In May 2018, I felt a large mass in my right breast while working out. Having a history of fibroadenomas (non-
cancerous tumors), I did not think much of it. A few weeks later I asked my primary to send me for an ultrasound. After seeing the look on the radiologist's face, I knew my life was about to change. After more testing, I was diagnosed with Stage 2b hormone positive breast cancer. I was 29.
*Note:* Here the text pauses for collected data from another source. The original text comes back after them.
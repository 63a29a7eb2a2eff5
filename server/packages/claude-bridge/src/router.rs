use std::sync::Arc;
use std::time::{Duration, Instant};

use axum::extract::rejection::JsonRejection;
use axum::extract::{Request, State};
use axum::http::header::{AUTHORIZATION, CACHE_CONTROL};
use axum::http::{HeaderMap, HeaderValue, StatusCode};
use axum::middleware::Next;
use axum::response::sse::{Event, Sse};
use axum::response::{IntoResponse, Response};
use axum::routing::{get, post};
use axum::{Json, Router};
use claude_bridge_cli_runner::{ClaudeRunner, InvocationSpec};
use claude_bridge_error::{BridgeError, ErrorBody, ErrorDetail, ErrorType};
use futures::StreamExt;
use tower_http::trace::TraceLayer;
use tracing::{debug, error, warn, Span};
use utoipa::OpenApi;

use crate::aggregate::aggregate;
use crate::config::{BridgeConfig, SERVICE_NAME};
use crate::content::{messages_to_prompt, PromptParts};
use crate::messages::{
    Base64Source, ContentBlockInput, HealthResponse, MediaType, Message, MessageContent,
    MessagesRequest, MessagesResponse, ResponseContentBlock, Role, ServiceInfo, SystemBlock,
    SystemPrompt, Usage,
};
use crate::model::map_model;
use crate::streaming::translate;

#[derive(Debug)]
pub struct AppState {
    config: Arc<BridgeConfig>,
    runner: ClaudeRunner,
}

impl AppState {
    pub fn new(config: BridgeConfig) -> Self {
        let runner = ClaudeRunner::new(config.runner_config());
        Self {
            config: Arc::new(config),
            runner,
        }
    }

    pub fn config(&self) -> &BridgeConfig {
        &self.config
    }
}

pub fn build_router(state: AppState) -> Router {
    let shared = Arc::new(state);

    let mut messages_router = Router::new()
        .route("/anthropic/v1/messages", post(create_message))
        .route("/v1/messages", post(create_message))
        .with_state(shared.clone());

    if shared.config.api_key.is_some() {
        messages_router = messages_router.layer(axum::middleware::from_fn_with_state(
            shared.clone(),
            require_api_key,
        ));
    }

    let trace_layer = TraceLayer::new_for_http()
        .make_span_with(|req: &Request| {
            tracing::info_span!(
                "http.request",
                method = %req.method(),
                uri = %req.uri()
            )
        })
        .on_request(|_req: &Request, span: &Span| {
            tracing::info!(parent: span, "request");
        })
        .on_response(|res: &Response, latency: Duration, span: &Span| {
            tracing::info!(
                parent: span,
                status = %res.status(),
                latency_ms = latency.as_millis()
            );
        });

    Router::new()
        .route("/", get(get_root))
        .route("/health", get(get_health))
        .with_state(shared)
        .merge(messages_router)
        .fallback(not_found)
        .layer(trace_layer)
}

#[derive(OpenApi)]
#[openapi(
    paths(get_root, get_health, create_message),
    components(
        schemas(
            MessagesRequest,
            Message,
            Role,
            MessageContent,
            ContentBlockInput,
            Base64Source,
            MediaType,
            SystemPrompt,
            SystemBlock,
            MessagesResponse,
            ResponseContentBlock,
            Usage,
            ServiceInfo,
            HealthResponse,
            ErrorBody,
            ErrorDetail,
            ErrorType
        )
    ),
    tags(
        (name = "meta", description = "Service metadata"),
        (name = "messages", description = "Anthropic Messages API")
    )
)]
pub struct ApiDoc;

#[derive(Debug, thiserror::Error)]
pub enum ApiError {
    #[error(transparent)]
    Bridge(#[from] BridgeError),
}

impl IntoResponse for ApiError {
    fn into_response(self) -> Response {
        let body: ErrorBody = match &self {
            ApiError::Bridge(err) => err.to_error_body(),
        };
        let status = StatusCode::from_u16(body.error.error_type.status())
            .unwrap_or(StatusCode::INTERNAL_SERVER_ERROR);
        if status.is_server_error() {
            error!(status = %status, error = %self, "request failed");
        } else {
            warn!(status = %status, error = %self, "request rejected");
        }
        (status, Json(body)).into_response()
    }
}

async fn require_api_key(
    State(state): State<Arc<AppState>>,
    req: Request,
    next: Next,
) -> Result<Response, ApiError> {
    let expected = match state.config.api_key.as_deref() {
        Some(key) => key,
        None => return Ok(next.run(req).await),
    };

    if extract_api_key(req.headers()).as_deref() == Some(expected) {
        Ok(next.run(req).await)
    } else {
        Err(BridgeError::Unauthorized {
            message: "missing or invalid API key".to_string(),
        }
        .into())
    }
}

/// Reads `x-api-key`, falling back to a bearer token.
fn extract_api_key(headers: &HeaderMap) -> Option<String> {
    if let Some(value) = headers.get("x-api-key").and_then(|value| value.to_str().ok()) {
        return Some(value.trim().to_string());
    }
    let value = headers.get(AUTHORIZATION)?.to_str().ok()?.trim();
    let (scheme, rest) = value.split_once(' ')?;
    if scheme.eq_ignore_ascii_case("bearer") {
        Some(rest.trim().to_string())
    } else {
        None
    }
}

#[utoipa::path(
    get,
    path = "/",
    responses((status = 200, description = "Service metadata", body = ServiceInfo)),
    tag = "meta"
)]
async fn get_root() -> Json<ServiceInfo> {
    Json(ServiceInfo {
        service: SERVICE_NAME.to_string(),
        version: env!("CARGO_PKG_VERSION").to_string(),
        providers: vec!["anthropic".to_string()],
    })
}

#[utoipa::path(
    get,
    path = "/health",
    responses((status = 200, description = "Bridge and Claude CLI status", body = HealthResponse)),
    tag = "meta"
)]
/// Health Check
///
/// Reports `degraded` when the Claude CLI cannot be executed.
async fn get_health(State(state): State<Arc<AppState>>) -> Json<HealthResponse> {
    let cli_version = state.runner.version().await;
    let cli_available = cli_version.is_some();
    debug!(cli_available, cli_version = ?cli_version, "Health check");
    Json(HealthResponse {
        status: if cli_available { "healthy" } else { "degraded" }.to_string(),
        service: SERVICE_NAME.to_string(),
        cli_available,
        cli_version,
    })
}

async fn not_found() -> (StatusCode, Json<ErrorBody>) {
    (
        StatusCode::NOT_FOUND,
        Json(ErrorBody::new(ErrorType::NotFoundError, "Not Found")),
    )
}

#[utoipa::path(
    post,
    path = "/anthropic/v1/messages",
    request_body = MessagesRequest,
    responses(
        (status = 200, description = "Message, or an SSE stream when `stream` is true", body = MessagesResponse),
        (status = 400, description = "Invalid request", body = ErrorBody),
        (status = 401, description = "Missing or invalid API key", body = ErrorBody),
        (status = 500, description = "Claude CLI failure", body = ErrorBody),
        (status = 504, description = "Claude CLI timed out", body = ErrorBody)
    ),
    tag = "messages"
)]
/// Create Message
///
/// Runs the Claude CLI once for the request. Earlier turns are folded into
/// the prompt; base64 images and PDFs are handed to the CLI as temp files.
async fn create_message(
    State(state): State<Arc<AppState>>,
    payload: Result<Json<MessagesRequest>, JsonRejection>,
) -> Result<Response, ApiError> {
    let Json(request) =
        payload.map_err(|rejection| BridgeError::invalid_request(rejection.body_text()))?;
    request.validate()?;
    let started = Instant::now();
    debug!(
        model = %request.model,
        stream = request.stream,
        messages = request.messages.len(),
        max_tokens = request.max_tokens,
        "Incoming messages request"
    );

    let PromptParts {
        prompt,
        attachments,
    } = messages_to_prompt(&request.messages)?;

    if prompt.is_empty() {
        return Err(BridgeError::invalid_request("No user message found in request").into());
    }
    if request.has_tools() {
        return Err(BridgeError::invalid_request(
            "Tools/function calling is not supported. Claude CLI does not support custom tools.",
        )
        .into());
    }

    let ignored = request.ignored_parameters();
    if !ignored.is_empty() {
        warn!(
            ignored_parameters = ?ignored,
            "Sampling parameters are not supported by Claude CLI and will be ignored"
        );
    }

    let spec = InvocationSpec {
        prompt,
        system_prompt: request.system.as_ref().map(SystemPrompt::text),
        model: Some(map_model(&request.model)),
        stream: request.stream,
        attachments: attachments.paths().to_vec(),
        ..InvocationSpec::default()
    };
    let records = state.runner.invoke(&spec).await?;

    if request.stream {
        debug!(temp_files = attachments.len(), "Streaming response initiated");
        let events = translate(records, request.model.clone(), attachments)
            .map(|frame| frame.map(|frame| Event::default().event(frame.event).data(frame.data)));
        let mut response = Sse::new(events).into_response();
        response
            .headers_mut()
            .insert(CACHE_CONTROL, HeaderValue::from_static("no-cache"));
        return Ok(response);
    }

    let response = aggregate(records, &request.model).await?;
    debug!(
        duration_ms = started.elapsed().as_millis() as u64,
        model = %request.model,
        output_tokens = response.usage.output_tokens,
        temp_files = attachments.len(),
        "Completed non-streaming response"
    );
    drop(attachments);
    Ok(Json(response).into_response())
}
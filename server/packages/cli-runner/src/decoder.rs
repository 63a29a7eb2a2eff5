use tokio::io::{AsyncBufRead, AsyncBufReadExt};

/// Splits an async byte source into newline-delimited text lines.
///
/// Invalid UTF-8 is replaced rather than rejected, so a garbled line simply
/// fails JSON parsing downstream.
pub struct LineDecoder<R> {
    reader: R,
    buf: Vec<u8>,
}

impl<R: AsyncBufRead + Unpin> LineDecoder<R> {
    pub fn new(reader: R) -> Self {
        Self {
            reader,
            buf: Vec::new(),
        }
    }

    /// Next line without its terminator, or `None` at EOF.
    pub async fn next_line(&mut self) -> std::io::Result<Option<String>> {
        self.buf.clear();
        let read = self.reader.read_until(b'\n', &mut self.buf).await?;
        if read == 0 {
            return Ok(None);
        }
        if self.buf.last() == Some(&b'\n') {
            self.buf.pop();
            if self.buf.last() == Some(&b'\r') {
                self.buf.pop();
            }
        }
        Ok(Some(String::from_utf8_lossy(&self.buf).into_owned()))
    }
}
Due to the size of my mass, my only option was a mastectomy. Wanting to reduce my risk of cancer in the left side, I decided to have a bilateral mastectomy. This was the hardest decision I have ever had to make. Knowing I will never be able to breastfeed my children is something that still sits with me daily. After my surgery, my pathology showed a chance of reccurence, so I am currently going through four rounds of chemotherapy. Since we would like to have a family one day, my husband and I chose to freeze embryos since treatment may make me infertile. Between losing my breasts and the possibility of not being able to have children, there are times I have felt inadequate as a woman. However, fertility preservation helped me feel empowered by taking control in a situation where there is little opportunity to feel in control of your life.
Another way I have felt in control of this disease is through cold cap therapy, a scalp cooling system that you wear throughout chemotherapy infusions to prevent hair loss (think eight hour brain freeze). So far, I have had great success. I am three chemo treatments in and have barely lost any hair. When I found out I needed chemo, I did not think preventing hair loss was an option, and I found that my doctors and other women had never heard of cold cap therapy. I hope by bringing awareness, other women can feel more in control of the side effects of treatment as well.
I have one round of chemo, at least one reconstruction surgery, six weeks of radiation and ten years of hormone therapy still ahead of me. Cancer can be incredibly lonely. Once you hear your name and cancer together, you are different in a way that those close to you cannot fully comprehend. However, if you let people in to experience the pain with you, you'll see that you will never be alone. Cancer takes so much, but if you really look, you can see the gifts that it gives you as well. Hold on to these.
Cancer is a huge mental battle. You decide how you much power you want to give the disease. My best advice: Let yourself feel broken, but do not let it break you. Find power in your strength. It is still possible to experience joy in every day, you just have to be willing to look for it. I look forward to the day I am among the survivors of this disease, but until then I will keep smiling my way through the fight.